[Stored data]
= Beginning of Section =
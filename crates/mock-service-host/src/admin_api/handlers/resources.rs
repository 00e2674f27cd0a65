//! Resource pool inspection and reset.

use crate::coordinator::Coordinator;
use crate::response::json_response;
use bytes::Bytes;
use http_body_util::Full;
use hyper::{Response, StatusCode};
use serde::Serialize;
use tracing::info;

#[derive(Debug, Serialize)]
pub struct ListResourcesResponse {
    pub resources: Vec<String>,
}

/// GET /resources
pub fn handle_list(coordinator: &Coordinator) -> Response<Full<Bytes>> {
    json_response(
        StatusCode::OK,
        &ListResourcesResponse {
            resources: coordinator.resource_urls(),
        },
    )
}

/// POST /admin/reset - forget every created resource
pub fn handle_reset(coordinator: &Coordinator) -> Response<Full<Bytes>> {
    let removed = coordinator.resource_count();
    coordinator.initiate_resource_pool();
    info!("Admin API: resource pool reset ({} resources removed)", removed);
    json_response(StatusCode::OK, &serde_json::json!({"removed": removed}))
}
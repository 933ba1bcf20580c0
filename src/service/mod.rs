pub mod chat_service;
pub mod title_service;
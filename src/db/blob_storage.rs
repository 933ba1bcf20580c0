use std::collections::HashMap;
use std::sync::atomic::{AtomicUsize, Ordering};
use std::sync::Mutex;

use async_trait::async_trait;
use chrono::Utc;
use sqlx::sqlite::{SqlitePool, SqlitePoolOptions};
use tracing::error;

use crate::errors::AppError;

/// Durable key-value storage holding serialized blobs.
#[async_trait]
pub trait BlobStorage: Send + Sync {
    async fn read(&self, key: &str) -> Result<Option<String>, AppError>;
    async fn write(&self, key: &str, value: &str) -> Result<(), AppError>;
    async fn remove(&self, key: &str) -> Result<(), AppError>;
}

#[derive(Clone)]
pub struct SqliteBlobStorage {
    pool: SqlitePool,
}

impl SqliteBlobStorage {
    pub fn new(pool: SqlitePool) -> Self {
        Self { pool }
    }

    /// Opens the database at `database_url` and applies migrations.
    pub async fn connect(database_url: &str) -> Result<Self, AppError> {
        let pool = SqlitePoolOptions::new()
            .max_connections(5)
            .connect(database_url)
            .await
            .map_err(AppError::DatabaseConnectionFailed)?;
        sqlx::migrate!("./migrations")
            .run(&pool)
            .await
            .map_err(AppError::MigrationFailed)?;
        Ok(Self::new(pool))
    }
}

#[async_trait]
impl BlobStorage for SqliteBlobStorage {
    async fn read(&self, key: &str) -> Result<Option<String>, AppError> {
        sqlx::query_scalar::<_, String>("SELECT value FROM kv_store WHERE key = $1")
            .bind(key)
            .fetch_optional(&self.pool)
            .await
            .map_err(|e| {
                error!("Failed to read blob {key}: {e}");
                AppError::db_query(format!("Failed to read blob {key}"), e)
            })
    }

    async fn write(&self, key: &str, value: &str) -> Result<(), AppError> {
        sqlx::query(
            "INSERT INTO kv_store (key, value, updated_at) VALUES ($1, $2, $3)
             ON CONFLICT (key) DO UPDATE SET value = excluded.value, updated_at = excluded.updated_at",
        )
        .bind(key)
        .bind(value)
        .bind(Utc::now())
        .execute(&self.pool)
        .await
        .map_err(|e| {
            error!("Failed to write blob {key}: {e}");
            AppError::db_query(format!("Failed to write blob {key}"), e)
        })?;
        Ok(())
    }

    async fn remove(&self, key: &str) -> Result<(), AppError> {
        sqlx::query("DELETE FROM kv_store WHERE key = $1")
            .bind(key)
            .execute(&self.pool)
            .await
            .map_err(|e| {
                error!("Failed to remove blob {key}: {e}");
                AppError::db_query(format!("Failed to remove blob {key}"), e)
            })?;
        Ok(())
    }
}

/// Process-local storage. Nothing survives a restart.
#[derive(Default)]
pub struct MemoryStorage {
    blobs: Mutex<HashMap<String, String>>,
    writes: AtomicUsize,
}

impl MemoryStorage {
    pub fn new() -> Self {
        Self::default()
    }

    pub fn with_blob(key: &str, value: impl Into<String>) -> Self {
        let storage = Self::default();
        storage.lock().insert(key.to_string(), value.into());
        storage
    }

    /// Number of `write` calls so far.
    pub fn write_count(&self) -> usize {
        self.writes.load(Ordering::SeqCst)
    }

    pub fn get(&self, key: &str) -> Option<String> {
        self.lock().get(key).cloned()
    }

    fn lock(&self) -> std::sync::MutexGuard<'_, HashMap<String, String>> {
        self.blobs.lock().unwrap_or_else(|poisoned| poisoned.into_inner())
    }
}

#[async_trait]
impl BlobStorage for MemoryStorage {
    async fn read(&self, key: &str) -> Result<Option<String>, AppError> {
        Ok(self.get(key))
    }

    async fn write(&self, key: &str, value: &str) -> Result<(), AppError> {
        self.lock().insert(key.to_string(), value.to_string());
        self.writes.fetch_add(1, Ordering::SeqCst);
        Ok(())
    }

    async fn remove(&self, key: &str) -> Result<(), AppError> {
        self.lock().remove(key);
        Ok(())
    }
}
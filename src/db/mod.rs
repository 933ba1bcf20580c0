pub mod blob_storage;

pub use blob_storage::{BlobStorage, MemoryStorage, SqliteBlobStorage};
= End of Section =
-- WHAT NEEDS TO BE DONE --
Go through the records and output them all, word for word.

-- ANSWER SECTION --
filename crates/mock-service-host/src/admin_api/handlers/resources.rs
repository 00e2674f27cd0a65
//! Resource pool inspection and reset.

use crate::coordinator::Coordinator;
use crate::response::json_response;
use bytes::Bytes;
use http_body_util::Full;
use hyper::{Response, StatusCode};
use serde::Serialize;
use tracing::info;

#[derive(Debug, Serialize)]
pub struct ListResourcesResponse {
    pub resources: Vec<String>,
}

/// GET /resources
pub fn handle_list(coordinator: &Coordinator) -> Response<Full<Bytes>> {
    json_response(
        StatusCode::OK,
        &ListResourcesResponse {
            resources: coordinator.resource_urls(),
        },
    )
}

/// POST /admin/reset - forget every created resource
pub fn handle_reset(coordinator: &Coordinator) -> Response<Full<Bytes>> {
    let removed = coordinator.resource_count();
    coordinator.initiate_resource_pool();
    info!("Admin API: resource pool reset ({} resources removed)", removed);
    json_response(StatusCode::OK, &serde_json::json!({"removed": removed}))
}
repository 933ba1bcf20580c0
filename src/service/mod.rs
pub mod chat_service;
pub mod title_service;
filename src/db/blob_storage.rs
repository 933ba1bcf20580c0
use std::collections::HashMap;
use std::sync::atomic::{AtomicUsize, Ordering};
use std::sync::Mutex;

use async_trait::async_trait;
use chrono::Utc;
use sqlx::sqlite::{SqlitePool, SqlitePoolOptions};
use tracing::error;

use crate::errors::AppError;

/// Durable key-value storage holding serialized blobs.
#[async_trait]
pub trait BlobStorage: Send + Sync {
    async fn read(&self, key: &str) -> Result<Option<String>, AppError>;
    async fn write(&self, key: &str, value: &str) -> Result<(), AppError>;
    async fn remove(&self, key: &str) -> Result<(), AppError>;
}

#[derive(Clone)]
pub struct SqliteBlobStorage {
    pool: SqlitePool,
}

impl SqliteBlobStorage {
    pub fn new(pool: SqlitePool) -> Self {
        Self { pool }
    }

    /// Opens the database at `database_url` and applies migrations.
    pub async fn connect(database_url: &str) -> Result<Self, AppError> {
        let pool = SqlitePoolOptions::new()
            .max_connections(5)
            .connect(database_url)
            .await
            .map_err(AppError::DatabaseConnectionFailed)?;
        sqlx::migrate!("./migrations")
            .run(&pool)
            .await
            .map_err(AppError::MigrationFailed)?;
        Ok(Self::new(pool))
    }
}

#[async_trait]
impl BlobStorage for SqliteBlobStorage {
    async fn read(&self, key: &str) -> Result<Option<String>, AppError> {
        sqlx::query_scalar::<_, String>("SELECT value FROM kv_store WHERE key = $1")
            .bind(key)
            .fetch_optional(&self.pool)
            .await
            .map_err(|e| {
                error!("Failed to read blob {key}: {e}");
                AppError::db_query(format!("Failed to read blob {key}"), e)
            })
    }

    async fn write(&self, key: &str, value: &str) -> Result<(), AppError> {
        sqlx::query(
            "INSERT INTO kv_store (key, value, updated_at) VALUES ($1, $2, $3)
             ON CONFLICT (key) DO UPDATE SET value = excluded.value, updated_at = excluded.updated_at",
        )
        .bind(key)
        .bind(value)
        .bind(Utc::now())
        .execute(&self.pool)
        .await
        .map_err(|e| {
            error!("Failed to write blob {key}: {e}");
            AppError::db_query(format!("Failed to write blob {key}"), e)
        })?;
        Ok(())
    }

    async fn remove(&self, key: &str) -> Result<(), AppError> {
        sqlx::query("DELETE FROM kv_store WHERE key = $1")
            .bind(key)
            .execute(&self.pool)
            .await
            .map_err(|e| {
                error!("Failed to remove blob {key}: {e}");
                AppError::db_query(format!("Failed to remove blob {key}"), e)
            })?;
        Ok(())
    }
}

/// Process-local storage. Nothing survives a restart.
#[derive(Default)]
pub struct MemoryStorage {
    blobs: Mutex<HashMap<String, String>>,
    writes: AtomicUsize,
}

impl MemoryStorage {
    pub fn new() -> Self {
        Self::default()
    }

    pub fn with_blob(key: &str, value: impl Into<String>) -> Self {
        let storage = Self::default();
        storage.lock().insert(key.to_string(), value.into());
        storage
    }

    /// Number of `write` calls so far.
    pub fn write_count(&self) -> usize {
        self.writes.load(Ordering::SeqCst)
    }

    pub fn get(&self, key: &str) -> Option<String> {
        self.lock().get(key).cloned()
    }

    fn lock(&self) -> std::sync::MutexGuard<'_, HashMap<String, String>> {
        self.blobs.lock().unwrap_or_else(|poisoned| poisoned.into_inner())
    }
}

#[async_trait]
impl BlobStorage for MemoryStorage {
    async fn read(&self, key: &str) -> Result<Option<String>, AppError> {
        Ok(self.get(key))
    }

    async fn write(&self, key: &str, value: &str) -> Result<(), AppError> {
        self.lock().insert(key.to_string(), value.to_string());
        self.writes.fetch_add(1, Ordering::SeqCst);
        Ok(())
    }

    async fn remove(&self, key: &str) -> Result<(), AppError> {
        self.lock().remove(key);
        Ok(())
    }
}
filename src/db/mod.rs
repository 933ba1bcf20580c0
pub mod blob_storage;

pub use blob_storage::{BlobStorage, MemoryStorage, SqliteBlobStorage};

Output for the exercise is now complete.